• AIM OF THE EXERCISE
Whichever lines of the entries hold the word "TestAppBuilder" should be identified and copied.

• INFORMATION
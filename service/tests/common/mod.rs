//! Common test utilities for integration tests.
//!
//! This module provides:
//!
//! - [`app_builder::TestAppBuilder`] - Build test Axum apps that mirror main.rs wiring
//! - [`http_mock::MockHttpServer`] - Stub the congress.gov and ZIP lookup services
//! - [`fixtures`] - Canned upstream payloads
//!
//! # App Builder Usage
//!
//! ```ignore
//! use crate::common::app_builder::TestAppBuilder;
//!
//! #[tokio::test]
//! async fn test_with_app() {
//!     let app = TestAppBuilder::new().build();
//!     app.upstream.respond(&request, payload);
//!     // Use app.router.oneshot(...) to send requests
//! }
//! ```

// Each test binary uses a different subset of these helpers.
#![allow(dead_code)]

pub mod app_builder;
pub mod fixtures;
pub mod http_mock;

• PROBLEM SOLUTION
//! - [`app_builder::TestAppBuilder`] - Build test Axum apps that mirror main.rs wiring
//! use crate::common::app_builder::TestAppBuilder;
//!     let app = TestAppBuilder::new().build();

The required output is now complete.